THE FUNCTIONAL CONSEQUENCES OF TYROSINE RESIDUE MODIFICATIONS ON CEST-CSRA BINDING AND DOWNSTREAM EFFECTOR EXPRESSION
- Date
- July 18, 2024
- Time
- All Day
- Location
- ZOOM and room KHE221
- Open To
- Event open to Students, Faculty, Staff, Post-Doctoral Fellows, Public
- Contact
- Sarah Kovacs skovacs@torontomu.ca
Candidate: Jocelyne Mendez Guzman
Supervisor: Dr. Dustin Little
ABSTRACT
Enteropathogenic E. coli use the type III secretion system to hierarchically inject effectors into host cells to manipulate cellular pathways and promote colonization of host cells. Currently, the precise mechanism behind differential effector secretion remains poorly understood at the molecular level. Here, we characterize the role of tyrosine phosphorylation in modulating effector secretion. Pull-down assays showed that the secretion system chaperone, CesT, requires residue Y152 to bind the regulatory protein CsrA. Through SPR, we found that CsrA binds CesT with varying affinities depending on different CesT phosphosite mutations.

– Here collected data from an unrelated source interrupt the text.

//! Realm structure rebuild.
//!
//! [`RealmRebuilder`] is the seam between the import engine and the code
//! that turns a [`RealmRepresentation`] into rows. [`StoreRealmRebuilder`]
//! writes everything through the store traits.

use std::collections::HashMap;

use async_trait::async_trait;
use kc_model::client::DEFAULT_PROTOCOL;
use kc_model::{Client, ClientScope, Group, Realm, Role, User};
use kc_storage::StoreTransaction;
use serde::Serialize;
use serde_json::Value;
use tracing::debug;
use uuid::Uuid;

use crate::error::{ImportError, ImportResult};
use crate::provision::{provision_user, resolve_group_path};
use crate::representation::{ClientRepresentation, GroupRepresentation, RealmRepresentation};

/// Permissions granted to authorization setup.
#[derive(Debug, Clone, Copy, Default, PartialEq, Eq)]
pub struct AuthorizationContext {
    /// Whether script-based policies may be stored.
    pub allow_script_policy_upload: bool,
}

impl AuthorizationContext {
    /// Context used by realm import, which trusts its input files.
    #[must_use]
    pub const fn for_import() -> Self {
        Self {
            allow_script_policy_upload: true,
        }
    }
}

/// Counts of what authorization setup changed.
#[derive(Debug, Clone, Copy, Default, PartialEq, Eq, Serialize)]
pub struct AuthorizationReport {
    /// Service account users created.
    pub service_accounts_created: usize,
    /// Existing users linked to their client as service account.
    pub service_accounts_linked: usize,
    /// Clients whose authorization settings were stored.
    pub authorization_settings: usize,
}

/// Recreates realm structure from a representation.
#[async_trait]
pub trait RealmRebuilder: Send + Sync {
    /// Creates the realm row and all of its structure.
    ///
    /// `realm_id` is the id of the realm this one replaces, if any.
    ///
    /// ## Errors
    ///
    /// Returns an error if the representation is inconsistent or a write
    /// fails. The caller must roll back.
    async fn rebuild(
        &self,
        tx: &mut dyn StoreTransaction,
        rep: &RealmRepresentation,
        realm_id: Option<Uuid>,
    ) -> ImportResult<Realm>;

    /// Creates service account users and stores authorization settings.
    ///
    /// ## Errors
    ///
    /// Returns `ImportError::ScriptPolicyRejected` for script policies when
    /// `ctx` does not allow them.
    async fn setup_authorization(
        &self,
        tx: &mut dyn StoreTransaction,
        realm: &Realm,
        rep: &RealmRepresentation,
        ctx: AuthorizationContext,
    ) -> ImportResult<AuthorizationReport>;
}

/// [`RealmRebuilder`] writing through the store traits.
///
/// Structural objects always get fresh ids. The realm keeps the id it is
/// given, falls back to the representation id when that is a UUID, and is
/// otherwise assigned a fresh one.
#[derive(Debug, Clone, Copy, Default)]
pub struct StoreRealmRebuilder;

impl StoreRealmRebuilder {
    /// Creates a rebuilder.
    #[must_use]
    pub const fn new() -> Self {
        Self
    }
}

#[async_trait]
impl RealmRebuilder for StoreRealmRebuilder {
    async fn rebuild(
        &self,
        tx: &mut dyn StoreTransaction,
        rep: &RealmRepresentation,
        realm_id: Option<Uuid>,
    ) -> ImportResult<Realm> {
        if rep.realm.trim().is_empty() {
            return Err(ImportError::Rebuild("realm name is missing".to_string()));
        }
        if let Some(client_id) = rep
            .roles
            .client
            .keys()
            .find(|client_id| !rep.clients.iter().any(|c| &c.client_id == *client_id))
        {
            return Err(ImportError::unknown("client", client_id));
        }

        let id = realm_id
            .or_else(|| rep.parsed_id())
            .unwrap_or_else(Uuid::now_v7);
        let mut realm = Realm::new(rep.realm.clone())
            .with_id(id)
            .with_enabled(rep.is_enabled());
        realm.display_name.clone_from(&rep.display_name);
        tx.create_realm(&realm).await?;

        let scopes = create_client_scopes(tx, &realm, rep).await?;
        let mut index = RoleIndex::default();
        create_realm_roles(tx, &realm, rep, &mut index).await?;
        for client_rep in &rep.clients {
            create_client(tx, &realm, client_rep, rep, &scopes, &mut index).await?;
        }
        link_composites(tx, rep, &index).await?;

        for mapping in &rep.scope_mappings {
            let scope_id = lookup(&scopes, "client scope", &mapping.client_scope)?;
            for name in &mapping.roles {
                tx.add_client_scope_role_mapping(scope_id, index.realm_role(name)?)
                    .await?;
            }
        }

        for group_rep in &rep.groups {
            let group = Group::new(realm.id, group_rep.name.clone());
            create_group(tx, &group, group_rep, &index).await?;
            for sub_rep in &group_rep.sub_groups {
                if !sub_rep.sub_groups.is_empty() {
                    return Err(ImportError::Rebuild(format!(
                        "group '/{}/{}' has subgroups, only two levels are supported",
                        group_rep.name, sub_rep.name
                    )));
                }
                let sub = Group::new_child(realm.id, group.id, sub_rep.name.clone());
                create_group(tx, &sub, sub_rep, &index).await?;
            }
        }

        for path in &rep.default_groups {
            let group = resolve_group_path(tx, realm.id, path)
                .await?
                .ok_or_else(|| ImportError::unknown("group", path))?;
            tx.add_default_group(realm.id, group.id).await?;
        }

        for user_rep in &rep.users {
            provision_user(tx, realm.id, user_rep).await?;
        }

        debug!(
            realm = %realm.name,
            clients = rep.clients.len(),
            scopes = scopes.len(),
            groups = rep.groups.len(),
            users = rep.users.len(),
            "Realm structure created"
        );
        Ok(realm)
    }

    async fn setup_authorization(
        &self,
        tx: &mut dyn StoreTransaction,
        realm: &Realm,
        rep: &RealmRepresentation,
        ctx: AuthorizationContext,
    ) -> ImportResult<AuthorizationReport> {
        let mut report = AuthorizationReport::default();
        for client_rep in &rep.clients {
            let client = tx
                .find_client_by_client_id(realm.id, &client_rep.client_id)
                .await?
                .ok_or_else(|| ImportError::unknown("client", &client_rep.client_id))?;

            if client.service_accounts_enabled {
                let username = client.service_account_username();
                match tx.find_user_by_username(realm.id, &username).await? {
                    Some(user) if user.service_account_client_link == Some(client.id) => {}
                    Some(user) => {
                        tx.link_service_account(user.id, client.id).await?;
                        report.service_accounts_linked += 1;
                    }
                    None => {
                        let user = User::new(realm.id, username).with_service_account_link(client.id);
                        tx.create_user(&user).await?;
                        report.service_accounts_created += 1;
                    }
                }
            }

            if let Some(settings) = &client_rep.authorization_settings {
                check_script_policies(&client.client_id, settings, ctx)?;
                tx.set_authorization_settings(client.id, settings).await?;
                report.authorization_settings += 1;
            }
        }
        Ok(report)
    }
}

/// Generated ids of the roles created so far, by name.
#[derive(Debug, Default)]
struct RoleIndex {
    realm: HashMap<String, Uuid>,
    clients: HashMap<String, (Uuid, HashMap<String, Uuid>)>,
}

impl RoleIndex {
    fn realm_role(&self, name: &str) -> ImportResult<Uuid> {
        lookup(&self.realm, "realm role", name)
    }

    fn client_role(&self, client_id: &str, name: &str) -> ImportResult<Uuid> {
        self.clients
            .get(client_id)
            .and_then(|(_, roles)| roles.get(name))
            .copied()
            .ok_or_else(|| ImportError::unknown("client role", format!("{client_id}.{name}")))
    }

    fn role(&self, client_id: Option<&str>, name: &str) -> ImportResult<Uuid> {
        match client_id {
            Some(client_id) => self.client_role(client_id, name),
            None => self.realm_role(name),
        }
    }
}

fn lookup(ids: &HashMap<String, Uuid>, kind: &'static str, name: &str) -> ImportResult<Uuid> {
    ids.get(name)
        .copied()
        .ok_or_else(|| ImportError::unknown(kind, name))
}

async fn create_client_scopes(
    tx: &mut dyn StoreTransaction,
    realm: &Realm,
    rep: &RealmRepresentation,
) -> ImportResult<HashMap<String, Uuid>> {
    let mut scopes = HashMap::new();
    for scope_rep in &rep.client_scopes {
        let mut scope = ClientScope::new(realm.id, scope_rep.name.clone());
        scope.description.clone_from(&scope_rep.description);
        if let Some(protocol) = &scope_rep.protocol {
            scope.protocol.clone_from(protocol);
        }
        tx.create_client_scope(&scope).await?;
        scopes.insert(scope.name, scope.id);
    }

    let designations = rep
        .default_default_client_scopes
        .iter()
        .map(|name| (name, true))
        .chain(rep.default_optional_client_scopes.iter().map(|name| (name, false)));
    for (name, default_scope) in designations {
        let scope_id = lookup(&scopes, "client scope", name)?;
        tx.add_realm_default_client_scope(realm.id, scope_id, default_scope)
            .await?;
    }
    Ok(scopes)
}

async fn create_realm_roles(
    tx: &mut dyn StoreTransaction,
    realm: &Realm,
    rep: &RealmRepresentation,
    index: &mut RoleIndex,
) -> ImportResult<()> {
    for role_rep in &rep.roles.realm {
        let mut role = Role::new_realm_role(realm.id, role_rep.name.clone());
        role.description.clone_from(&role_rep.description);
        tx.create_role(&role).await?;
        index.realm.insert(role.name, role.id);
    }
    Ok(())
}

async fn create_client(
    tx: &mut dyn StoreTransaction,
    realm: &Realm,
    client_rep: &ClientRepresentation,
    rep: &RealmRepresentation,
    scopes: &HashMap<String, Uuid>,
    index: &mut RoleIndex,
) -> ImportResult<()> {
    let mut client = Client::new(realm.id, client_rep.client_id.clone());
    client.name.clone_from(&client_rep.name);
    client.enabled = client_rep.enabled.unwrap_or(true);
    client.protocol = client_rep
        .protocol
        .clone()
        .unwrap_or_else(|| DEFAULT_PROTOCOL.to_string());
    client.public_client = client_rep.public_client;
    client.bearer_only = client_rep.bearer_only;
    client.service_accounts_enabled = client_rep.service_accounts_enabled;
    tx.create_client(&client).await?;

    let mut roles = HashMap::new();
    for role_rep in rep.roles.client.get(&client.client_id).into_iter().flatten() {
        let mut role = Role::new_client_role(realm.id, client.id, role_rep.name.clone());
        role.description.clone_from(&role_rep.description);
        tx.create_role(&role).await?;
        roles.insert(role.name, role.id);
    }

    let links = client_rep
        .default_client_scopes
        .iter()
        .map(|name| (name, true))
        .chain(client_rep.optional_client_scopes.iter().map(|name| (name, false)));
    for (name, default_scope) in links {
        let scope_id = lookup(scopes, "client scope", name)?;
        tx.add_client_scope_client_mapping(client.id, scope_id, default_scope)
            .await?;
    }

    index.clients.insert(client.client_id, (client.id, roles));
    Ok(())
}

async fn link_composites(
    tx: &mut dyn StoreTransaction,
    rep: &RealmRepresentation,
    index: &RoleIndex,
) -> ImportResult<()> {
    for (owner, role_rep) in rep.all_roles() {
        let Some(composites) = &role_rep.composites else {
            continue;
        };
        let parent = index.role(owner, &role_rep.name)?;
        for name in &composites.realm {
            tx.add_composite(parent, index.realm_role(name)?).await?;
        }
        for (client_id, names) in &composites.client {
            for name in names {
                tx.add_composite(parent, index.client_role(client_id, name)?)
                    .await?;
            }
        }
    }
    Ok(())
}

async fn create_group(
    tx: &mut dyn StoreTransaction,
    group: &Group,
    group_rep: &GroupRepresentation,
    index: &RoleIndex,
) -> ImportResult<()> {
    tx.create_group(group).await?;
    for name in &group_rep.realm_roles {
        tx.grant_group_role(group.id, index.realm_role(name)?).await?;
    }
    for (client_id, names) in &group_rep.client_roles {
        for name in names {
            tx.grant_group_role(group.id, index.client_role(client_id, name)?)
                .await?;
        }
    }
    Ok(())
}

/// Checks whether a policy type runs uploaded scripts.
#[must_use]
pub fn is_script_policy(policy_type: &str) -> bool {
    policy_type == "js" || policy_type.starts_with("script-")
}

fn check_script_policies(
    client_id: &str,
    settings: &Value,
    ctx: AuthorizationContext,
) -> ImportResult<()> {
    if ctx.allow_script_policy_upload {
        return Ok(());
    }
    let policies = settings
        .get("policies")
        .and_then(Value::as_array)
        .map_or(&[][..], Vec::as_slice);
    for policy in policies {
        let policy_type = policy.get("type").and_then(Value::as_str).unwrap_or_default();
        if is_script_policy(policy_type) {
            let name = policy.get("name").and_then(Value::as_str).unwrap_or_default();
            return Err(ImportError::ScriptPolicyRejected {
                client: client_id.to_string(),
                policy: name.to_string(),
            });
        }
    }
    Ok(())
}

To assess which kinase regulates CesT, BY-kinase deletion strains were used to test their effect on NleA_GFP expression. HeLa Cell infections showed that deleting cesT reduces NleA expression and that YjiL is implicated as a putative CesT kinase. These findings highlight the critical role of tyrosine phosphorylation in regulating effector trafficking and suggest a mechanism for temporal control of secretion during infection.